Huye und Mutobo taz | Der süßliche Geruch von Verwesung liegt in der Luft,
als Theodat Siboyintore die Gemeindehalle von Ngoma aufschließt. Das
einstöckige Backsteingebäude liegt oben auf einem Hügel in der Provinz
Huye, im Südwesten Ruandas. Sonst werden in dem schummrigen Raum
Versammlungen abgehalten. Jetzt dient er der Aufbewahrung von frisch
ausgegrabenen Gebeinen.
Am Boden liegen auf Planen Abertausende Knochen, säuberlich
aneinandergereiht: Schädel, Rippen, Kiefer und Zähne. Auf Wäscheleinen quer
durch den Raum hängen erdverschmierte T-Shirts, Hosen, Kleider. Auf der
Tribüne, wo sonst der Gemeinderat sitzt, liegen halb verrotte Schuhe,
Armreife, Taschen. Dazwischen ein Puppenkopf und ein Pferdekuscheltier.
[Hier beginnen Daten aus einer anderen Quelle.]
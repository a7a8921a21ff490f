//! Signed-in identity entity.

#![allow(missing_docs)]

use serde::{Deserialize, Serialize};

/// Role of a signed-in identity.
#[derive(Debug, Clone, Copy, Default, PartialEq, Eq, Serialize, Deserialize)]
#[serde(rename_all = "lowercase")]
pub enum Role {
    #[default]
    Citizen,
}

/// The locally simulated signed-in user.
///
/// No password or credential of any kind is kept on this record.
#[derive(Debug, Clone, PartialEq, Eq, Serialize, Deserialize)]
#[serde(rename_all = "camelCase")]
pub struct Identity {
    pub id: String,
    pub email: String,
    pub name: String,
    #[serde(default)]
    pub role: Role,
}

impl Identity {
    /// Create a citizen identity.
    pub fn citizen(
        id: impl Into<String>,
        email: impl Into<String>,
        name: impl Into<String>,
    ) -> Self {
        Self {
            id: id.into(),
            email: email.into(),
            name: name.into(),
            role: Role::Citizen,
        }
    }
}
//! Request extractors.

use axum::{
    Json,
    extract::{FromRequest, FromRequestParts, Request, rejection::JsonRejection},
    http::request::Parts,
};
use crimereport_common::AppError;
use crimereport_db::entities::Identity;

/// Signed-in identity extractor.
///
/// Rejects with [`AppError::Unauthorized`], which tells the client to show
/// the login view.
#[derive(Debug, Clone)]
pub struct AuthUser(pub Identity);

impl<S> FromRequestParts<S> for AuthUser
where
    S: Send + Sync,
{
    type Rejection = AppError;

    async fn from_request_parts(parts: &mut Parts, _state: &S) -> Result<Self, Self::Rejection> {
        // Set by auth middleware
        parts
            .extensions
            .get::<Identity>()
            .cloned()
            .map(AuthUser)
            .ok_or(AppError::Unauthorized)
    }
}

/// Optional signed-in identity extractor.
#[derive(Debug, Clone)]
pub struct MaybeAuthUser(pub Option<Identity>);

impl<S> FromRequestParts<S> for MaybeAuthUser
where
    S: Send + Sync,
{
    type Rejection = std::convert::Infallible;

    async fn from_request_parts(parts: &mut Parts, _state: &S) -> Result<Self, Self::Rejection> {
        Ok(Self(parts.extensions.get::<Identity>().cloned()))
    }
}

/// JSON body extractor.
///
/// Same as [`Json`], but a body that cannot be read rejects with
/// [`AppError::BadRequest`] so the client gets the usual error envelope.
#[derive(Debug, Clone, Copy, Default)]
pub struct ApiJson<T>(pub T);

impl<T, S> FromRequest<S> for ApiJson<T>
where
    Json<T>: FromRequest<S, Rejection = JsonRejection>,
    S: Send + Sync,
{
    type Rejection = AppError;

    async fn from_request(req: Request, state: &S) -> Result<Self, Self::Rejection> {
        match Json::<T>::from_request(req, state).await {
            Ok(Json(value)) => Ok(Self(value)),
            Err(rejection) => Err(AppError::BadRequest(rejection.body_text())),
        }
    }
}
Viele Schädel, auch die der Kinder, weisen Verletzungen auf: von
Spitzhacken, mit denen die Opfer erschlagen wurden – ein grausamer Anblick.
[1][30 Jahre ist der Völkermord] an der Tutsi-Minderheit in Ruanda 1994
her. Doch noch immer werden in dem kleinen hügeligen Land im Herzen Afrikas
Massengräber entdeckt. Damit erhöht sich die Zahl der Opfer stetig.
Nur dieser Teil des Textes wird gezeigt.